━━ Source information ━━

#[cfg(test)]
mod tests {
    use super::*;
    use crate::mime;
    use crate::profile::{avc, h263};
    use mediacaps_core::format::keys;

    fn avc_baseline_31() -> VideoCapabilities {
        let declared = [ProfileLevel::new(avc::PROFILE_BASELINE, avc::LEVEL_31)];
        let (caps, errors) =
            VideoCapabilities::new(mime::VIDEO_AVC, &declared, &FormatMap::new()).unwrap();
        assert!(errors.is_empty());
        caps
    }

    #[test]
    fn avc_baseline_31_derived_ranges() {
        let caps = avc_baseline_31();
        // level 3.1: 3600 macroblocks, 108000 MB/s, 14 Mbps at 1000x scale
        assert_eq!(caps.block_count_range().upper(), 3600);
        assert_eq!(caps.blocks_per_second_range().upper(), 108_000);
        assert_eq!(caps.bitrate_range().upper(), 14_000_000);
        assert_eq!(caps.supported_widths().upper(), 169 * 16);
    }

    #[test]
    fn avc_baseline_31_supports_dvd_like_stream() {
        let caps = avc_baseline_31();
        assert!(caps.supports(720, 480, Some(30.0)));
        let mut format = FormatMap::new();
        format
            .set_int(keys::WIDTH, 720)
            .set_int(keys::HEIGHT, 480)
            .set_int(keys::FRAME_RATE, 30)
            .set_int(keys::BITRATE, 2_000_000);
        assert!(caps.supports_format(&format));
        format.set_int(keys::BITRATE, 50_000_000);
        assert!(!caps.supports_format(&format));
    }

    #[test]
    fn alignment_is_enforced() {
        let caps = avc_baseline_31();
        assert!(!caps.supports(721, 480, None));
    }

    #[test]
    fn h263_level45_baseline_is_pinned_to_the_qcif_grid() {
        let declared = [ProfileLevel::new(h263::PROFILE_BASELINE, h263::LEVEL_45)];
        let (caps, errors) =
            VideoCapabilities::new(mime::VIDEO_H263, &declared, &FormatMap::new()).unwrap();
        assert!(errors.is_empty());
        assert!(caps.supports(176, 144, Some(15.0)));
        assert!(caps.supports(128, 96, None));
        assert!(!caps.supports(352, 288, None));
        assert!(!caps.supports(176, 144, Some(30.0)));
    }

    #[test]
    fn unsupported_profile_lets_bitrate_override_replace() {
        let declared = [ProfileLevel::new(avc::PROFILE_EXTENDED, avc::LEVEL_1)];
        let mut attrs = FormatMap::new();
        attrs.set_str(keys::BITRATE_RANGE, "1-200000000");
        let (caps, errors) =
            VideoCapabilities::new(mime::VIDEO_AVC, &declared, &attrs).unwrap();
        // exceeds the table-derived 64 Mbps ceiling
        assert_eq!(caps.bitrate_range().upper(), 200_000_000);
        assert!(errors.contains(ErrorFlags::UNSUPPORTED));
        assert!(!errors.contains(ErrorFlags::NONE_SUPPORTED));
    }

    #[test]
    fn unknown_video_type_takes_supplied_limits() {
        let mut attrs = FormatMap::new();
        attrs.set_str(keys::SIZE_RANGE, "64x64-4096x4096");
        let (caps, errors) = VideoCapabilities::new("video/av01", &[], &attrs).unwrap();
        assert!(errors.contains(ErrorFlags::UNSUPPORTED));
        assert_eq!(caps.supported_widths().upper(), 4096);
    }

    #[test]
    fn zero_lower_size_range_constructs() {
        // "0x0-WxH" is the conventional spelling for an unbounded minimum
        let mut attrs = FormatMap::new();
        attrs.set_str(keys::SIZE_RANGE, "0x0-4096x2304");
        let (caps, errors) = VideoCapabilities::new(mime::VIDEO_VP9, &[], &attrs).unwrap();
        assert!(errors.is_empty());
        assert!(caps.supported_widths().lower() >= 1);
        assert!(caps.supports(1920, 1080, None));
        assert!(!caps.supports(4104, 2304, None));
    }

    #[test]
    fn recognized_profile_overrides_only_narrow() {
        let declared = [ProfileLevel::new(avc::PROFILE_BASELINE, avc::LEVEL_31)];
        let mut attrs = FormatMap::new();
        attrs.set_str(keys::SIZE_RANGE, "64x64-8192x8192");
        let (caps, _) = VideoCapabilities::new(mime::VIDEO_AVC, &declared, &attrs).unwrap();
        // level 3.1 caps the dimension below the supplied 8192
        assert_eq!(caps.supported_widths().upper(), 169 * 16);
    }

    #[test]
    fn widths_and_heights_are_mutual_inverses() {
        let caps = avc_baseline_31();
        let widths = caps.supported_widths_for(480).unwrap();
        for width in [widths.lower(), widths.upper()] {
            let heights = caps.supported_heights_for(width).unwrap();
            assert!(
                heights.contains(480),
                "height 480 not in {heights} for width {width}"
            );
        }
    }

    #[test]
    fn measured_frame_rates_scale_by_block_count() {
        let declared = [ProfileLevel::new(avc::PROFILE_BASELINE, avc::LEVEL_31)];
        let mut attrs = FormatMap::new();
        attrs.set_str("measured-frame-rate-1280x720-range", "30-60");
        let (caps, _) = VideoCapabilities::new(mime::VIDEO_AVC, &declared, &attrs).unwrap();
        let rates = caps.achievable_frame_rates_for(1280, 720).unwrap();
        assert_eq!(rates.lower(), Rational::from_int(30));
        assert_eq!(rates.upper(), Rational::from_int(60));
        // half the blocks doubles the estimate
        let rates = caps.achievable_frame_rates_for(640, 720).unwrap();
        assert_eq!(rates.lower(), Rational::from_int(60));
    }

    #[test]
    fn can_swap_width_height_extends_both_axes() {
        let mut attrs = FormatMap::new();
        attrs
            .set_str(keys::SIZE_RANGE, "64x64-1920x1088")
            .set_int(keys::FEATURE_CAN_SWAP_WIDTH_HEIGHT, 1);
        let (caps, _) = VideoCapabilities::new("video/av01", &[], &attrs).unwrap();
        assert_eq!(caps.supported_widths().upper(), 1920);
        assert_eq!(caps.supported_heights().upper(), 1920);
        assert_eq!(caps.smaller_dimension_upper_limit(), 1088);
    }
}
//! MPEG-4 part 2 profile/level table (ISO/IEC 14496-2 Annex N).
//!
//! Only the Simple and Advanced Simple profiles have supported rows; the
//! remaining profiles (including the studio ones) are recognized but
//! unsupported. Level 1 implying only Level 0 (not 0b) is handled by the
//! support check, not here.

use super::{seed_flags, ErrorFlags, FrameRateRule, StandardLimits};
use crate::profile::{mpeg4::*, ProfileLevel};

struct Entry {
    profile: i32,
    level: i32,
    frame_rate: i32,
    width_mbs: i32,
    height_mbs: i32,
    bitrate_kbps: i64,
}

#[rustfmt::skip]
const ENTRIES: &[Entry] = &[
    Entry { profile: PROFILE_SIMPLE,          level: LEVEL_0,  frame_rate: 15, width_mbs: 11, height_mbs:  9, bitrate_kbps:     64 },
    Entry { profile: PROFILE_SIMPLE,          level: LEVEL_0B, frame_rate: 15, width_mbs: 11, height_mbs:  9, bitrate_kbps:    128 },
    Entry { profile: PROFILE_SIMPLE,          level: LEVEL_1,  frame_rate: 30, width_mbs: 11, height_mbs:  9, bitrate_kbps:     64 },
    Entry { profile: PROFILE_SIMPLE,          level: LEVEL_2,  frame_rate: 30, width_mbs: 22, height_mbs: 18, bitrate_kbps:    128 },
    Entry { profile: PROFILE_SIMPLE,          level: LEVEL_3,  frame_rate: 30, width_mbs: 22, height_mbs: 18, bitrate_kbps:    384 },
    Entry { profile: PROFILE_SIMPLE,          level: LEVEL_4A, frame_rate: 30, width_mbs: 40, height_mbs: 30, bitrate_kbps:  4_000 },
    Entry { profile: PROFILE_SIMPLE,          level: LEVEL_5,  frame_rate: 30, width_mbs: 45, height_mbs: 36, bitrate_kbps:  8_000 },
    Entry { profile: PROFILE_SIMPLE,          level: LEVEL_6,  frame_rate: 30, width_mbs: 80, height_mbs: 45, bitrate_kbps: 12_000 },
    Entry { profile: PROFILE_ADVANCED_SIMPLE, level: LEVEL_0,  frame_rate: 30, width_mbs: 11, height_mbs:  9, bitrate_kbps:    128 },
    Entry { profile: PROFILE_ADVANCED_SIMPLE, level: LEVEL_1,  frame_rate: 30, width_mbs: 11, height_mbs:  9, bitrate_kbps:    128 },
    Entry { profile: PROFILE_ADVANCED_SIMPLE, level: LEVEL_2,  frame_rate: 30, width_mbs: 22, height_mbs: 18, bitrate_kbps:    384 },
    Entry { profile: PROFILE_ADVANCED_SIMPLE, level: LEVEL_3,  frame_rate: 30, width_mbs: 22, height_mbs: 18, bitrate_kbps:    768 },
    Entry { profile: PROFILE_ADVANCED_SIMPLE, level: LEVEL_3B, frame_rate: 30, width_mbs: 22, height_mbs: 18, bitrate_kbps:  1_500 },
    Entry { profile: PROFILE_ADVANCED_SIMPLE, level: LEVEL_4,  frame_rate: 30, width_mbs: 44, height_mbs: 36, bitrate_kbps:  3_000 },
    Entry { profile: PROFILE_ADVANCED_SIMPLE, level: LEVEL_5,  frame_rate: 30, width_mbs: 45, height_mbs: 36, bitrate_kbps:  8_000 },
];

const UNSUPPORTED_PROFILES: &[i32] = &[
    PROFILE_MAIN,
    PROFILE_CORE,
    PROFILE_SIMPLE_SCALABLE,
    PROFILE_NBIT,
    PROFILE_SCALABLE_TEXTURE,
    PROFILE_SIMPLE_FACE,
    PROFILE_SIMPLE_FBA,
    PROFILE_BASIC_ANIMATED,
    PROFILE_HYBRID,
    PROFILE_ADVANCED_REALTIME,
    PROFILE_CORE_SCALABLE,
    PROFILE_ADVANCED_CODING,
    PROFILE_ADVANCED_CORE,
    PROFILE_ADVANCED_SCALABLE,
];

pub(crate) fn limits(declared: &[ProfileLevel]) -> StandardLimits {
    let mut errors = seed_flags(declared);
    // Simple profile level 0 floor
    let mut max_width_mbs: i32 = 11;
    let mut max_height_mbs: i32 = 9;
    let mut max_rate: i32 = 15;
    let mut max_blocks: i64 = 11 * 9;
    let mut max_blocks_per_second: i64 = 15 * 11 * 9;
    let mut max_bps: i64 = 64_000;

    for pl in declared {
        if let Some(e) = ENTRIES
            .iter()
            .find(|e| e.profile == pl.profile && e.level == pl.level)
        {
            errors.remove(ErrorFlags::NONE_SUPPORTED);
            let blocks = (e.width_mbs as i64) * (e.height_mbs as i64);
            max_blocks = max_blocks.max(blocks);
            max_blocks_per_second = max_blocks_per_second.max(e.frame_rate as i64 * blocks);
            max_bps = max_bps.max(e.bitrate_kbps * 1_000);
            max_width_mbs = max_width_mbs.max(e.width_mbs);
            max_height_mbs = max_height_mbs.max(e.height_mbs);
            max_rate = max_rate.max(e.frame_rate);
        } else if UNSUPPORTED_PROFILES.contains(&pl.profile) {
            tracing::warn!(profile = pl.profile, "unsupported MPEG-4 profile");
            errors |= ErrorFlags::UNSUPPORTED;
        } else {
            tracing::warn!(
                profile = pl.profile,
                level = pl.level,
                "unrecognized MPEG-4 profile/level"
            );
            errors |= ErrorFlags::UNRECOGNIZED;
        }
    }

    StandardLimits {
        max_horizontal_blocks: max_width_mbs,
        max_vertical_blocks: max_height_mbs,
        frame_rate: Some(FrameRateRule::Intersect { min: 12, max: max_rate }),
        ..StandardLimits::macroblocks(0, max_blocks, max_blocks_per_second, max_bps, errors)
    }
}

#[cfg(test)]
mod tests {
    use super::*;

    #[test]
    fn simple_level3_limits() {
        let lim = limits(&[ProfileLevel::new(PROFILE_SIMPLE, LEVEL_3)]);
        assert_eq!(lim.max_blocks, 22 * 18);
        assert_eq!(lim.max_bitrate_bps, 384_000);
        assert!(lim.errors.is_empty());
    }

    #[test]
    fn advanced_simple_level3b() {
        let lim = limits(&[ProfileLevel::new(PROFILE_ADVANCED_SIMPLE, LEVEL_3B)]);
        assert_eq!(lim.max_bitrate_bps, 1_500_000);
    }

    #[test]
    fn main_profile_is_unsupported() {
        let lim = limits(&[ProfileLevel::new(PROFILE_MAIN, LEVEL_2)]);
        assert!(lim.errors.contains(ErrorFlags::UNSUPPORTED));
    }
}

━━━

- _Problem statement_
Where a line in the entries holds the word "Mbps", copy that line.

- _Your solution_
        // level 3.1: 3600 macroblocks, 108000 MB/s, 14 Mbps at 1000x scale
        // exceeds the table-derived 64 Mbps ceiling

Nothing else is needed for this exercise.